JERUSALEM (Reuters) - The inability of the Palestinian Authority and Hamas to cooperate in the Gaza Strip has hit vital post-war rebuilding and international donors are wary of sending more funds, a senior United Nations envoy said on Thursday.
The main U.N. aid agency in the coastal enclave said on Tuesday it was suspending payments to tens of thousands of Palestinians for repairs to homes damaged in the July-August war with Israel because money from international donors had run out.
“We need a government ... that is able to take responsibility,” Robert Serry, the U.N. Special Coordinator for the Middle East Peace Process and the Secretary General’s personal envoy to the Palestinians, told Reuters.

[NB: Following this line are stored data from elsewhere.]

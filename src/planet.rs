use std::f64::consts::TAU;

use nalgebra::Matrix3;
use serde::{Deserialize, Serialize};

// ---------------------------------------------------------------------------
// Physical constants
// ---------------------------------------------------------------------------

pub const BIG_G: f64 = 6.673e-11; // universal gravitational constant, N m^2 / kg^2

// ---------------------------------------------------------------------------
// Planet model
// ---------------------------------------------------------------------------

/// SGP4 constant set of a planet.
#[derive(Debug, Clone, Copy, PartialEq, Serialize, Deserialize)]
pub struct Sgp4Constants {
    pub ke: f64, // sqrt(mu) in planet radii^1.5 / min
    pub j2: f64, // un-normalised zonal harmonics
    pub j3: f64,
    pub j4: f64,
}

/// Immutable planetary constants.
///
/// `Planet` is `Copy`: coordinate systems and integrators hold their own copy,
/// so any number of trajectories can share one model without synchronisation.
#[derive(Debug, Clone, Copy, PartialEq, Serialize, Deserialize)]
pub struct Planet {
    pub mass: f64,                // kg
    pub c20: f64,                 // second zonal harmonic, un-normalised (= -J2)
    pub semi_major_axis: f64,     // m, equatorial radius
    pub rotation: f64,            // rad/s, w.r.t. inertial space
    pub radius: f64,              // m, reference sphere
    pub sea_level_radius: f64,    // m, 0 when the planet has no defined sea level
    pub flattening: f64,          // dimensionless
    pub celestial_longitude: f64, // rad, reference meridian offset
    pub sgp4: Sgp4Constants,
}

impl Planet {
    /// Earth according to WGS84.
    pub fn earth() -> Self {
        Planet {
            mass: 5.973_332e24,
            c20: -1.082_629_989_05e-3,
            semi_major_axis: 6_378_137.0,
            rotation: 7.292_115e-5,
            radius: 6_370_987.0,
            sea_level_radius: 6_371_146.0,
            flattening: 3.335_281_06e-3,
            celestial_longitude: 0.0,
            sgp4: Sgp4Constants {
                ke: 0.074_366_853_168_713_85,
                j2: 1.082_629_989_05e-3,
                j3: -2.532_153_06e-6,
                j4: -1.610_987_61e-6,
            },
        }
    }

    /// A perfectly spherical planet with no sea level and no oblateness.
    pub fn spherical(mass: f64, radius: f64, rotation: f64) -> Self {
        Planet {
            mass,
            c20: 0.0,
            semi_major_axis: radius,
            rotation,
            radius,
            sea_level_radius: 0.0,
            flattening: 0.0,
            celestial_longitude: 0.0,
            sgp4: Sgp4Constants {
                ke: 0.0,
                j2: 0.0,
                j3: 0.0,
                j4: 0.0,
            },
        }
    }

    /// Same planet with a different second zonal harmonic.
    pub fn with_c20(self, c20: f64) -> Self {
        Planet { c20, ..self }
    }

    /// Gravitational parameter mu = G * M, m^3/s^2.
    pub fn gravitational_parameter(&self) -> f64 {
        self.mass * BIG_G
    }

    /// Sidereal day length, s.
    pub fn day(&self) -> f64 {
        debug_assert!(self.rotation != 0.0, "day() of a non-rotating planet");
        TAU / self.rotation
    }

    /// Height of sea level above the reference sphere, m.
    pub fn sea_level_height(&self) -> f64 {
        self.sea_level_radius - self.radius
    }

    /// Convert height above sea level into elevation above the reference sphere.
    pub fn hasl_to_elevation(&self, hasl: f64) -> f64 {
        if self.sea_level_radius == 0.0 {
            return hasl;
        }
        self.sea_level_height() + hasl
    }

    /// Earth-fixed/inertial tensor T^EI at `epoch` seconds.
    ///
    /// Maps inertial components into earth-fixed components: a rotation about
    /// the polar axis by `rotation * epoch`.
    pub fn tei(&self, epoch: f64) -> Matrix3<f64> {
        let (sin, cos) = (self.rotation * epoch).sin_cos();
        Matrix3::new(
            cos, sin, 0.0,
            -sin, cos, 0.0,
            0.0, 0.0, 1.0,
        )
    }

    /// T^IE = transpose of [`Planet::tei`].
    pub fn tie(&self, epoch: f64) -> Matrix3<f64> {
        self.tei(epoch).transpose()
    }
}

impl Default for Planet {
    fn default() -> Self {
        Self::earth()
    }
}

// ---------------------------------------------------------------------------
// Tests
// ---------------------------------------------------------------------------

#[cfg(test)]
mod tests {
    use super::*;
    use approx::{assert_abs_diff_eq, assert_relative_eq};
    use nalgebra::Vector3;

    #[test]
    fn earth_gravitational_parameter() {
        let mu = Planet::earth().gravitational_parameter();
        assert_relative_eq!(mu, 3.986_004_443_6e14, max_relative = 1e-9);
    }

    #[test]
    fn sidereal_day() {
        let day = Planet::earth().day();
        // 23 h 56 min 4 s
        assert!((day - 86_164.1).abs() < 0.5, "got {day}");
    }

    #[test]
    fn hasl_offsets_by_sea_level() {
        let earth = Planet::earth();
        assert_abs_diff_eq!(earth.hasl_to_elevation(25.0), 25.0 + 159.0, epsilon = 1e-9);

        let ball = Planet::spherical(1e20, 1e5, 1e-4);
        assert_eq!(ball.hasl_to_elevation(25.0), 25.0);
    }

    #[test]
    fn tei_rotates_about_pole() {
        let earth = Planet::earth();
        let quarter = earth.day() / 4.0;
        let x_e = earth.tei(quarter) * Vector3::x();
        // After a quarter turn the inertial x axis sits at -90 deg earth-fixed longitude.
        assert_abs_diff_eq!(x_e, -Vector3::y(), epsilon = 1e-12);

        let s = Vector3::new(1.0, 2.0, 3.0);
        let back = earth.tie(1234.5) * (earth.tei(1234.5) * s);
        assert_abs_diff_eq!(back, s, epsilon = 1e-12);
        assert_eq!(earth.tei(0.0), Matrix3::identity());
    }

    #[test]
    fn deserializes_from_json() {
        let json = serde_json::to_string(&Planet::earth()).unwrap();
        let planet: Planet = serde_json::from_str(&json).unwrap();
        assert_eq!(planet, Planet::earth());
    }
}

He said a stable, functioning administration in the Gaza Strip was vital for donor countries to have confidence that their money would be used effectively. But donors, for their part, had provided far too little funding, he said.
“We have a (U.N.) mechanism that is working but almost everything else is not in place and that influences decisions of donors ... (but) I am not (absolving) donors for their responsibilities, the fact that so little money is available is scandalous,” he added.

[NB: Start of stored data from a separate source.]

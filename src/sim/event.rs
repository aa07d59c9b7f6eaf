use super::runner::Sample;

// ---------------------------------------------------------------------------
// Simulation events
// ---------------------------------------------------------------------------

/// Kinds of simulation events.
#[derive(Debug, Clone, PartialEq)]
pub enum EventKind {
    Apoapsis,
    Periapsis,
    Elevation { elevation: f64, ascending: bool },
    Impact,
}

/// A discrete event that occurred during simulation, stamped with the first
/// sample past it.
#[derive(Debug, Clone)]
pub struct SimEvent {
    pub time: f64,
    pub kind: EventKind,
    pub sample: Sample,
}

/// Trait for passive event detectors.
/// Implementations inspect consecutive samples and report events.
pub trait EventDetector {
    fn check(&mut self, prev: &Sample, current: &Sample) -> Option<EventKind>;
}

/// Detects apoapsis passage (radial velocity going from positive to non-positive).
pub struct ApoapsisDetector;

impl EventDetector for ApoapsisDetector {
    fn check(&mut self, prev: &Sample, current: &Sample) -> Option<EventKind> {
        if prev.radial_velocity() > 0.0 && current.radial_velocity() <= 0.0 {
            Some(EventKind::Apoapsis)
        } else {
            None
        }
    }
}

/// Detects periapsis passage (radial velocity going from negative to non-negative).
pub struct PeriapsisDetector;

impl EventDetector for PeriapsisDetector {
    fn check(&mut self, prev: &Sample, current: &Sample) -> Option<EventKind> {
        if prev.radial_velocity() < 0.0 && current.radial_velocity() >= 0.0 {
            Some(EventKind::Periapsis)
        } else {
            None
        }
    }
}

/// Detects when elevation crosses a threshold (ascending or descending).
/// Fires once.
pub struct ElevationDetector {
    pub elevation: f64,
    pub ascending: bool,
    fired: bool,
}

impl ElevationDetector {
    pub fn new(elevation: f64, ascending: bool) -> Self {
        Self { elevation, ascending, fired: false }
    }
}

impl EventDetector for ElevationDetector {
    fn check(&mut self, prev: &Sample, current: &Sample) -> Option<EventKind> {
        if self.fired {
            return None;
        }
        let crossed = if self.ascending {
            prev.elevation < self.elevation && current.elevation >= self.elevation
        } else {
            prev.elevation > self.elevation && current.elevation <= self.elevation
        };
        if crossed {
            self.fired = true;
            Some(EventKind::Elevation {
                elevation: self.elevation,
                ascending: self.ascending,
            })
        } else {
            None
        }
    }
}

On Wednesday, dozens of furious Gazans stormed Serry’s compound in the enclave after the U.N. agency declared it had run out of money. Serry, who was not present, withdrew U.N. monitors from the Gaza Strip.
He said their removal was temporary but added that the outlook for Gaza would only turn positive if the Western-backed Palestinian Authority and Islamist Hamas resolved their differences. An Egyptian-brokered reconciliation deal has failed to take effect with Hamas remaining the dominant force in the Gaza Strip.
“These two different strands of administration need to be restructured. You need one affordable civil servants’ apparatus in Gaza and as long as no steps are being taken in that direction and if that is not resolved ... we will keep discussing Gaza for a long time and in a very negative way.”
Little of the total $5.4 billion (3.6 billion pounds) pledged for Gaza’s reconstruction at a Cairo conference of international donors last October has reached the territory, and thousands of Palestinians have been sheltering in tents near destroyed homes.
Thousands more have been living in damaged buildings, using plastic sheeting to try to keep out the rain. Around 20,000 displaced are still being housed in U.N.-run schools.
Hamas and other factions have warned that fighting with Israel could resume unless rebuilding is stepped up. The Palestinian Authority, led by President Mahmoud Abbas, was meant to oversee rebuilding because Israel and the West fear Hamas could use the materials to build tunnels and fortifications.